What may help many people with type 1 diabetes soon is new technology that could allow the use of FDA-approved therapies with an indication for type 2 diabetes, such as SGLT2 inhibitors, which can significantly reduce risks for adverse cardiovascular and renal outcomes, Hirsch said. Drugs such as sotagliflozin (approved in the European Union as Zynquista and developed by Lexicon), a dual SGLT 1/2 inhibitor, and the SGLT2 inhibitor dapagliflozin (Farxiga, AstraZeneca), have failed to earn the backing of an FDA advisory panel for a type 1 indication due to concerns about increased risk for diabetic ketoacidosis.

“All of these other therapies are great, but we also have therapies right under our nose, and quite frankly, it’s a shorter distance to get to them, use them in type 1, and have a greater impact on more people,” Hirsch said.

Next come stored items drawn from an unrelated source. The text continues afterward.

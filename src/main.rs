//! `resume-match` command-line entrypoint.

use std::path::PathBuf;
use std::process::ExitCode;
use std::sync::Arc;

use anyhow::{Context, bail};
use mimalloc::MiMalloc;

use resume_match::config::Config;
use resume_match::document::{Document, DocumentKind};
use resume_match::embedding::SentenceEmbedder;
use resume_match::pipeline::{EvaluationResult, MatchPipeline};

#[global_allocator]
static GLOBAL: MiMalloc = MiMalloc;

const USAGE: &str = "usage: resume-match <resume.pdf> <job_description.txt> [--json]";

struct Args {
    resume: PathBuf,
    job_description: PathBuf,
    json: bool,
}

fn parse_args() -> anyhow::Result<Args> {
    let mut json = false;
    let mut paths = Vec::new();

    for arg in std::env::args().skip(1) {
        match arg.as_str() {
            "--json" => json = true,
            "-h" | "--help" => {
                println!("{USAGE}");
                std::process::exit(0);
            }
            flag if flag.starts_with("--") => bail!("unknown option '{flag}'\n{USAGE}"),
            _ => paths.push(PathBuf::from(arg)),
        }
    }

    let [resume, job_description]: [PathBuf; 2] = paths
        .try_into()
        .map_err(|_| anyhow::anyhow!("expected exactly two file arguments\n{USAGE}"))?;

    Ok(Args {
        resume,
        job_description,
        json,
    })
}

fn main() -> ExitCode {
    tracing_subscriber::fmt()
        .with_env_filter(tracing_subscriber::EnvFilter::from_default_env())
        .with_writer(std::io::stderr)
        .init();

    match run() {
        Ok(()) => ExitCode::SUCCESS,
        Err(e) => {
            eprintln!("error: {e:#}");
            ExitCode::FAILURE
        }
    }
}

fn run() -> anyhow::Result<()> {
    let args = parse_args()?;

    let config = Config::from_env()?;
    config.validate()?;

    tracing::info!(
        model_id = %config.model_id,
        model_path = ?config.model_path,
        stub = config.embedder_stub,
        "resume-match starting"
    );

    let limit = config.max_document_bytes;
    let resume = Document::from_path_with_limit(DocumentKind::Resume, &args.resume, limit)
        .with_context(|| format!("cannot load resume {}", args.resume.display()))?;
    let job_description =
        Document::from_path_with_limit(DocumentKind::JobDescription, &args.job_description, limit)
            .with_context(|| {
                format!(
                    "cannot load job description {}",
                    args.job_description.display()
                )
            })?;

    let embedder = Arc::new(SentenceEmbedder::load(config.embedder_config()));
    let pipeline = MatchPipeline::from_config(&config, embedder)?;

    let result = pipeline.evaluate(&resume, &job_description)?;

    if args.json {
        println!("{}", serde_json::to_string_pretty(&result)?);
    } else {
        print_report(&result);
    }

    Ok(())
}

fn print_report(result: &EvaluationResult) {
    println!("Match score: {}", result.score);
    println!("{}", result.feedback());

    for warning in &result.warnings {
        println!("warning: {warning}");
    }

    println!();
    println!(
        "Resume: {} words, {} characters",
        result.resume_stats.word_count, result.resume_stats.char_count
    );
    println!(
        "Job description: {} words, {} characters",
        result.job_description_stats.word_count, result.job_description_stats.char_count
    );

    println!();
    println!("--- Resume preview ---");
    println!("{}", result.resume_preview);
    println!();
    println!("--- Job description preview ---");
    println!("{}", result.job_description_preview);
}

In a first-in-human study published in April in the Journal of Diabetes Science and Technology, researchers demonstrated that a continuous ketone monitor (Abbott), similar to a continuous glucose monitor, performed well against capillary ketone values in measuring interstitial fluid ketone levels for 14 days in 12 healthy adults assigned low-carbohydrate diets. Such technology could allow people with type 1 diabetes to safely use therapies currently approved for people with type 2, Hirsch said.

“The big issue is many of us feel that we are going to need technology like that to safely mitigate using SGLT2 inhibitors in type 1 diabetes, for glucose control but maybe also for kidney disease and heart failure,” Hirsch said. “We do not use them in type 1 diabetes now because of the DKA risk. I am more interested in that, because those drugs are reasonably affordable and could be deployed right away, as opposed to cell transplants that approach $300,000 per year.”

Herold, who agreed it is “too much” to promise a cure for type 1 diabetes at this point, said researchers are working during a time of pivotal discoveries.

“The currently available therapies, especially those that use new technologies and even insulin itself, are expensive,” Herold said. “The costs of these transformative therapies, whatever they will be, needs to be balanced with the financial, physical, personal costs of living with diabetes.”

Herold, who serves as chair of TrialNet, an international network of institutions and health care teams offering screening for type 1 diabetes, said eligibility criteria to enter have been broadened beyond first-degree relatives of people with type 1 diabetes.

“At TrialNet, we have taken the success of TN-10 trial to be a charge to action,” Herold said. “We are trying to expand the number of individuals we can screen. You can now get into TrialNet even if in the general population. We want to broaden our reach. It is important to recognize that this is not over yet. There is work to be done, and we need to use what we have learned from the trials to take us to the next step. This is not just by chance. We can figure out how to make the therapies we have impactful for families and patients. We are in a place we have never been before.”